I left Facebook in the end because I was spooked by unwelcome attention from someone I'd had a pleasant conversation with, but who wanted to make much more of it. So that every time I fired up Facebook, this person would telephone me on my landline, hoping for a chat. Always within a few seconds of my logging on. I never got a chance to work out how to configure my settings so that I could explore Facebook quietly and anonymously. This person would interrupt my concentration, and I'd abandon the attempt. It was a gross intrusion.

It was also, after a while, utterly unnerving. I felt this person was waiting by her computer like a spider, phone to hand, in case I logged on. It felt very much like being stalked. 

One day she phoned me every hour through the day, right into the early evening. I couldn't stand any more of it, so I picked up my landline - it was her - and told her sharply not to phone again. To my surprise, she complied. But I wanted no repeat of this experience, and closed down my Facebook account.

Or tried to.

I discovered that it wasn't easy to get out of Facebook's clutches. Uninstalling Facebook didn't achieve it. No; one had to go through a long-winded and well-hidden process. It took me three attempts before I finally got it done correctly. Then I had to wait a week or more for those key-presses to take final effect. Facebook clearly hoped I'd change my mind. As if I were going to change my mind about this hateful app!

But by late April 2013, I was off their records. I checked this by trying to log on. The old account couldn't be reached. However, I found that somehow I had set up a new one, and was live again on Facebook - albeit as if I were a different Lucy Melford. I didn't use that new account. I immediately went through all the necessary steps to delete it, all over again. And I have stayed well away ever since.

I'm still not quite convinced that Facebook have binned all trace of those accounts. I suspect that they have retained some basic stuff about me deep in their vaults. To a business like theirs, personal information is valuable, even if it's getting a bit old. So as a matter of commercial policy, it would make no sense for them to obey user instructions to destroy any records they have. And indeed those regular Facebook scandals you hear about assure me that the person who steers Facebook, and sets the tone, is heedless of best-practice standards and shies away from anything that will dent revenue, whether current or only potential.

In the years since I detached myself in 2013, the popularity of Facebook has grown humongously, and it seems that only social deviants and hermits now exclude themselves from it - and myself. Similarly with Facebook's tame creatures WhatsApp and Instagram. Commercial organisations, government agencies, and important service-providers all assume that their customers or are signed up with Facebook, WhatsApp or Instagram. That's not good, especially if they ever begin to deny access to goods or services to customers, unless it's through one of these platforms. 
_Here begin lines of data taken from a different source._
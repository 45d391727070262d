//! rcc core library.
//!
//! Shared pieces of the `rcc` command line:
//! - Structured logging setup
//! - The CLI error taxonomy and stable exit codes
//! - Output formats and command payloads

pub mod error;
pub mod exit_codes;
pub mod logging;
pub mod output;
pub mod report;

pub use error::{Error, Result};
pub use exit_codes::ExitCode;
pub use output::OutputFormat;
I'm increasingly feeling like a drop-out, a rebel - or a freedom fighter. 

It seems to me that all these organisations and agencies - and of course the general public - are putting an undue amount of trust in these three particular interconnected social media platforms, which are all under the ultimate control of one man: Mark Zuckerberg. This is surely a great mistake. With the fresh allegations now emerging, I hope something decisive will be done to dissipate their social penetration and the influence that brings. I don't mind elected governments having control. I object to unelected private individuals being given the same power.